Anxious, aren't you? Don't kill them.
Het was pas later, dat ik ongerust werd.
It was only later, I began to be uneasy.
Ik ben ongerust.
I'm worried.
Ik ben niet ongerust voor mezelf.
I'm not concerned about me.
N Beetje ongerust zijn mag, maar niet te veel.
So you should worry a little but not a lot.
Wees niet ongerust, mevrouw.
Don't be alarmed, ma'am.
Probeer niet ongerust te worden, uwe hoogheid.

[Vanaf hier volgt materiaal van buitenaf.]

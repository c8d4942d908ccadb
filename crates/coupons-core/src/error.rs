// Rust guideline compliant 2026-10-18

//! Error types for the Coupons core library.

use thiserror::Error;

/// Result type alias for Coupons operations.
pub type Result<T> = std::result::Result<T, Error>;

/// Error types for Coupons operations.
#[derive(Debug, Error)]
pub enum Error {
    /// IO error occurred.
    #[error("IO error: {0}")]
    Io(#[from] std::io::Error),

    /// JSON serialization/deserialization error.
    #[error("JSON error: {0}")]
    Json(#[from] serde_json::Error),

    /// A record failed validation at the write boundary.
    #[error("Validation error: {0}")]
    Validation(String),

    /// Discount code not found.
    #[error("Discount code not found: {0}")]
    NotFound(String),

    /// A transition guard rejected the requested change.
    #[error("Transition rejected: {0}")]
    GuardViolation(String),

    /// A record with the same ID is already stored.
    #[error("Duplicate ID: {0}")]
    DuplicateId(String),

    /// Ambiguous partial ID.
    #[error("Ambiguous ID: {0} matches {1:?}")]
    AmbiguousId(String, Vec<String>),

    /// Failure reported by a persistence or blob store collaborator.
    #[error("Upstream store error: {0}")]
    Upstream(String),
}

impl Error {
    /// Returns true for failures that originate in a storage collaborator
    /// rather than in the caller's request.
    pub fn is_upstream(&self) -> bool {
        matches!(self, Error::Io(_) | Error::Json(_) | Error::Upstream(_))
    }
}
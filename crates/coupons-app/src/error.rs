// Rust guideline compliant 2026-10-18

//! Error handling for Coupons application services.

use coupons_core::Error as CoreError;
use serde::Serialize;
use std::path::PathBuf;
use thiserror::Error;

/// Result type alias for application-level operations.
pub type Result<T> = std::result::Result<T, AppError>;

/// Stable error codes for command responses.
#[derive(Debug, Clone, Copy, PartialEq, Eq, Serialize)]
#[serde(rename_all = "snake_case")]
pub enum ErrorCode {
    /// A record failed validation.
    ValidationError,
    /// The requested record was not found.
    NotFound,
    /// A transition guard rejected the request.
    GuardViolation,
    /// The persistence or blob store failed.
    UpstreamError,
    /// The provided identifier matched multiple records.
    AmbiguousId,
    /// The request included invalid inputs.
    InvalidInput,
    /// The repository has not been initialized.
    RepoNotInitialized,
}

impl ErrorCode {
    /// Returns the snake_case name of the code.
    pub fn as_str(&self) -> &'static str {
        match self {
            ErrorCode::ValidationError => "validation_error",
            ErrorCode::NotFound => "not_found",
            ErrorCode::GuardViolation => "guard_violation",
            ErrorCode::UpstreamError => "upstream_error",
            ErrorCode::AmbiguousId => "ambiguous_id",
            ErrorCode::InvalidInput => "invalid_input",
            ErrorCode::RepoNotInitialized => "repo_not_initialized",
        }
    }
}

/// Application-level errors with stable mapping to error codes.
#[derive(Debug, Error)]
pub enum AppError {
    /// Repository is missing or not initialized.
    #[error("Coupons repository not initialized at {path}. Run 'cpn init' first.")]
    RepoNotInitialized {
        /// Path where `.coupons` was expected.
        path: PathBuf,
    },

    /// Invalid input was provided by the caller.
    #[error("Invalid input: {0}")]
    InvalidInput(String),

    /// Error from core library operations.
    #[error(transparent)]
    Core(#[from] CoreError),

    /// IO error not represented by core errors.
    #[error(transparent)]
    Io(#[from] std::io::Error),
}

impl AppError {
    /// Returns a stable error code for the error.
    #[must_use]
    pub fn code(&self) -> ErrorCode {
        match self {
            AppError::RepoNotInitialized { .. } => ErrorCode::RepoNotInitialized,
            AppError::InvalidInput(_) => ErrorCode::InvalidInput,
            AppError::Io(_) => ErrorCode::UpstreamError,
            AppError::Core(core) => match core {
                CoreError::Validation(_) | CoreError::DuplicateId(_) => {
                    ErrorCode::ValidationError
                }
                CoreError::NotFound(_) => ErrorCode::NotFound,
                CoreError::GuardViolation(_) => ErrorCode::GuardViolation,
                CoreError::AmbiguousId(_, _) => ErrorCode::AmbiguousId,
                CoreError::Io(_) | CoreError::Json(_) | CoreError::Upstream(_) => {
                    ErrorCode::UpstreamError
                }
            },
        }
    }

    /// Returns structured details for errors that benefit from extra context.
    #[must_use]
    pub fn details(&self) -> Option<serde_json::Value> {
        match self {
            AppError::RepoNotInitialized { path } => Some(serde_json::json!({
                "path": path,
            })),
            AppError::Core(CoreError::AmbiguousId(partial, matches)) => Some(serde_json::json!({
                "partial": partial,
                "matches": matches,
            })),
            _ => None,
        }
    }
}
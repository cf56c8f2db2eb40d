//! Turnkeeper CLI
//!
//! Records conversations through the batched, reconnecting persistence layer
//! and queries long-term memory.

use clap::{Parser, Subcommand};
use std::path::PathBuf;
use std::sync::Arc;
use tokio::io::{AsyncBufReadExt, BufReader};
use tracing::{info, warn};
use tracing_subscriber::EnvFilter;
use turnkeeper::config::default_home;
use turnkeeper::session::backend_factory;
use turnkeeper::warehouse::JsonlStore;
use turnkeeper::{
    ConnectionManager, ConversationTurn, RetryPolicy, SessionManager, StoreCommand,
    TurnkeeperConfig,
};

/// Turnkeeper - resilient conversation persistence
#[derive(Parser, Debug)]
#[command(name = "turnkeeper")]
#[command(author, version, about, long_about = None)]
struct Cli {
    /// Configuration home (defaults to $TURNKEEPER_HOME or ~/.turnkeeper)
    #[arg(long, global = true)]
    home: Option<PathBuf>,

    /// Directory holding the conversation history files
    #[arg(long, global = true)]
    data_dir: Option<PathBuf>,

    /// Verbose output
    #[arg(short, long, global = true)]
    verbose: bool,

    #[command(subcommand)]
    command: Command,
}

#[derive(Subcommand, Debug)]
enum Command {
    /// Record `role: content` lines from stdin, then flush
    Ingest {
        #[arg(long)]
        user: String,
    },
    /// Print a user's persisted history
    History {
        #[arg(long)]
        user: String,

        /// Only the last N turns
        #[arg(long)]
        limit: Option<usize>,
    },
    /// Query both long-term memory slots
    Recall {
        #[arg(long)]
        user: String,

        #[arg(trailing_var_arg = true, required = true)]
        query: Vec<String>,
    },
    /// Show connection state and configuration
    Status,
}

#[tokio::main]
async fn main() -> anyhow::Result<()> {
    let cli = Cli::parse();

    let level = if cli.verbose { "debug" } else { "info" };
    let filter = EnvFilter::try_from_default_env().unwrap_or_else(|_| EnvFilter::new(level));
    tracing_subscriber::fmt()
        .with_env_filter(filter)
        .with_target(false)
        .with_writer(std::io::stderr)
        .init();

    let home = match cli.home.clone() {
        Some(home) => home,
        None => default_home()?,
    };
    let mut config = TurnkeeperConfig::load(&home)?;
    if let Some(dir) = cli.data_dir.clone() {
        config = config.with_data_dir(dir);
    }

    let store = Arc::new(JsonlStore::new(config.data_dir.clone()));
    let connection = Arc::new(ConnectionManager::new(
        store,
        RetryPolicy::from_config(&config),
    ));
    let factory = backend_factory(&config);
    let manager = SessionManager::new(config, connection, factory);

    let result = run(&manager, cli.command).await;
    let closed = manager.close_all().await;
    result?;
    closed?;
    Ok(())
}

async fn run(manager: &SessionManager, command: Command) -> anyhow::Result<()> {
    match command {
        Command::Ingest { user } => ingest(manager, &user).await,
        Command::History { user, limit } => {
            let history = manager.load_history(&user).await?;
            let skip = limit.map_or(0, |n| history.len().saturating_sub(n));
            for turn in history.iter().skip(skip) {
                println!(
                    "[{}] {}",
                    turn.timestamp.format("%Y-%m-%d %H:%M:%S"),
                    turn.format()
                );
            }
            Ok(())
        }
        Command::Recall { user, query } => {
            let session = manager.open(&user).await?;
            let context = session.recall(&query.join(" ")).await;
            if context.is_degraded() {
                for outcome in context.outcomes.iter().filter(|o| !o.succeeded) {
                    warn!(
                        "{} memory unavailable: {}",
                        outcome.backend,
                        outcome.error.as_deref().unwrap_or("unknown error")
                    );
                }
            }
            println!("User memories:");
            print_memories(&context.user_text());
            println!("Assistant memories:");
            print_memories(&context.assistant_text());
            Ok(())
        }
        Command::Status => status(manager).await,
    }
}

async fn ingest(manager: &SessionManager, user: &str) -> anyhow::Result<()> {
    let session = manager.open(user).await?;
    let mut lines = BufReader::new(tokio::io::stdin()).lines();
    let mut recorded = 0usize;

    while let Some(line) = lines.next_line().await? {
        let Some(turn) = ConversationTurn::parse_line(&line) else {
            continue;
        };
        session.record(turn.role, turn.content).await?;
        recorded += 1;
    }

    manager.close(user).await?;
    info!("Recorded {} turns for {}", recorded, user);
    println!("{recorded} turns recorded");
    Ok(())
}

async fn status(manager: &SessionManager) -> anyhow::Result<()> {
    if let Err(e) = manager.connection().execute(StoreCommand::Ping).await {
        warn!("Warehouse ping failed: {}", e);
    }
    let status = manager.status().await;
    let config = manager.config();

    println!("Connection: {}", status.connection.status);
    println!("Reconnect attempts: {}", status.connection.retry_count);
    if let Some(error) = &status.connection.last_error {
        println!("Last error: {}", error);
    }
    println!("Data dir: {}", config.data_dir.display());
    println!(
        "Batching: {} turns or {}s",
        config.batch_size,
        config.batch_interval.as_secs()
    );
    let policy = manager.connection().policy();
    println!(
        "Reconnect: {} retries, {:.1}s base backoff, {:.0}% jitter",
        policy.max_retries,
        policy.base_delay.as_secs_f64(),
        policy.jitter_ratio() * 100.0
    );
    println!(
        "Long-term memory: {} ({})",
        if status.memory_enabled { "enabled" } else { "disabled" },
        if status.parallel_memory { "parallel" } else { "sequential" }
    );
    Ok(())
}

fn print_memories(text: &str) {
    if text.is_empty() {
        println!("  (none)");
        return;
    }
    for line in text.lines() {
        println!("  - {}", line);
    }
}

#[cfg(test)]
mod tests {
    use super::*;

    #[test]
    fn test_cli_parses_recall_query() {
        let cli = Cli::parse_from(["turnkeeper", "recall", "--user", "alice", "q3", "revenue"]);
        match cli.command {
            Command::Recall { user, query } => {
                assert_eq!(user, "alice");
                assert_eq!(query, vec!["q3", "revenue"]);
            }
            other => panic!("Expected recall, got {other:?}"),
        }
    }

    #[test]
    fn test_cli_global_flags_after_subcommand() {
        let cli = Cli::parse_from(["turnkeeper", "status", "-v", "--data-dir", "/tmp/wh"]);
        assert!(cli.verbose);
        assert_eq!(cli.data_dir, Some(PathBuf::from("/tmp/wh")));
    }
}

Try not to get upset, Your Highness.
Ze was altijd ongerust in de ruimte.
She was always apprehensive in space.
Maar Grete's woorden had meteen gemaakt van de moeder erg ongerust.
But Grete's words had immediately made the mother very uneasy.
Elizabeth maakt zich erg ongerust.
Elizabeth's very anxious.
Hij is ongerust.
He's concerned.
Maar hij was erg ongerust.
But he was terribly worried.
Ik ben ongerust over een van mijn patiënten.
One of my patients is worrying me.
Mijn moeder zal ongerust zijn.
My mom's gonna worry.
Wees niet ongerust, Marie.
Please don't be alarmed, Marie.
Raak niet paniekerig, ongerust, nerveus, angstig of bang.
Don't get panicky, apprehensive, nervous, anxious or frightened.
Geen wonder dat je ongerust bent.
No wonder you're upset.
Dat maakt de mensen ongerust.
Makes people uneasy.
Daarom werd Mr Penhaligon erg ongerust.
Which is why Mr Penhaligon got very anxious.